By a combination of EFA and CFA, the maximum number of latent variables in each stage was assumed to be two. Furthermore, the regulatory factors were expected to be encoded by only one gene in each stage of this hypothetical network structure. Thereby, the two factors were considered to be simple substances or complexes of multiple molecules. Although it is possible that the target genes are regulated by other factors, those factors are considered to be encoded by other genes that are outside of this hypothetical network in this study.
After the number of transcription factors was determined, the modified four-step procedure was applied in a stepwise manner. The structure of the resulting model was not simple. For example, the latent variables clearly had high loading for some observed variables, but low loading for others. Similarly, some observed variables were strongly affected by both latent variables, but others were influenced by only one.
SEM was used to determine the relationships among the transcription factors and the corresponding coding genes in this serial transcriptional regulation. The target genes were considered to be physically bound by the transcription factors represented by latent variables. The regulatory and causal relationships between the latent and observed variables, and the relationships between latent variables were considered in each stage, but the relationships between observed variables were not. By connecting the observed variables, representing the coding genes, to the latent variables, representing the corresponding translated transcription factors, the stage separated models were combined to construct a model for the whole transcriptional regulation in the cell.

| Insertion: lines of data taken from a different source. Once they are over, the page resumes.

//! Common types and utilities shared across all route map crates.

pub mod data_uri;
pub mod error;
pub mod gpx;
pub mod metrics;
pub mod raster;
pub mod track;
pub mod variant;

pub use data_uri::DataUri;
pub use error::{ErrorKind, RouteError, RouteResult};
pub use metrics::{DerivedRouteMetrics, DEFAULT_TIMEZONE};
pub use raster::{Corners, GeoReferencedRaster, LatLon};
pub use track::{Track, TrackPoint};
pub use variant::{Artifact, ExistenceFlags, RenderVariant};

To connect the different stages, all possible connections between one observed variable and the estimated latent variables were considered. This was done sequentially, with the first two stages being connected by SEM, followed by the third stage. Figure 2 shows the various network structure models between observed variables and latent variables, which molecularly describe a coding gene (gene) being transcribed and translated into one or two effective proteins (F1 and F2).
All possible models were evaluated in terms of their goodness-of-fit scores by using the goodness-of- fit index (GFI), which measures the relative discrepancy between the empirical data and the modeled network, and the adjusted GFI (AGFI), which is a GFI modified according to the degrees of freedom. Furthermore, I used CFI and RMSEA as fitting scores to evaluate the model fitting. Since these indices have threshold values as criteria to decide whether the model is suited to obtain data independent of a huge sample number, they are considered to be useful to clarify the degree of model fitting in this study. By evaluating the attached models in terms of their goodness-of-fit scores and expanding the network model in a stepwise manner, I constructed a complete model of the serial transcriptional regulation composed of the GAL-related genes.
In the first and second stages, two latent variables were chosen as the regulators of the target genes. The associations from those latent variables to the observed variable had been estimated in the first two steps of the four-step-procedure, and thus the models for inferring the connected part were constructed while maintaining the estimated associations. According to Figure 2, I constructed 7 models while maintaining the association from the latent variables to the observed variables. There was no difference in the goodness-of- fit scores of the 7 constructed models in the first step, and all of the goodness-of-fit scores were low, such as GFI < 0.9 and RMSEA > 0.5. To select the best model, I modified the models as follows: (1) Deletion of the associations between the variables with P > 0.05, and (2) Addition of the associations between a latent variable and an observed variable according to the MI scores. All of the modifications were performed step by step to infer the best structure across the two different stages.
Figure 3 shows the estimated relationships between the genes and their corresponding transcription factors. The regression weights for each path are shown in Table 2. Table 2 shows all of the significant regression weights (P < 0.05). The MI was used to estimate the relationships among the error terms after all of the relationships among the variables were estimated. The MI measures how much the chi-square statistic is expected to decrease if a particular parameter setting is constrained. Different covariance structures were constructed for the error terms, and thus the relationships between the error terms were tested last. The MI showed thirty relationships between the error terms. Adding these relationships between the error terms to the model improved the goodness-of-fit (Fig. 3b). In other words, incorporating the relationships between the error terms led to a better model. Since many regulatory systems in a cell act simultaneously, the relationships between the error terms can be considered to represent the presence of other regulatory networks. In this study, the network structure among the latent variables and the observed variables focuses only on the hierarchical transcription initiated by Mig1p. Therefore, for simplicity, these other regulatory systems are not displayed in Figure 3A.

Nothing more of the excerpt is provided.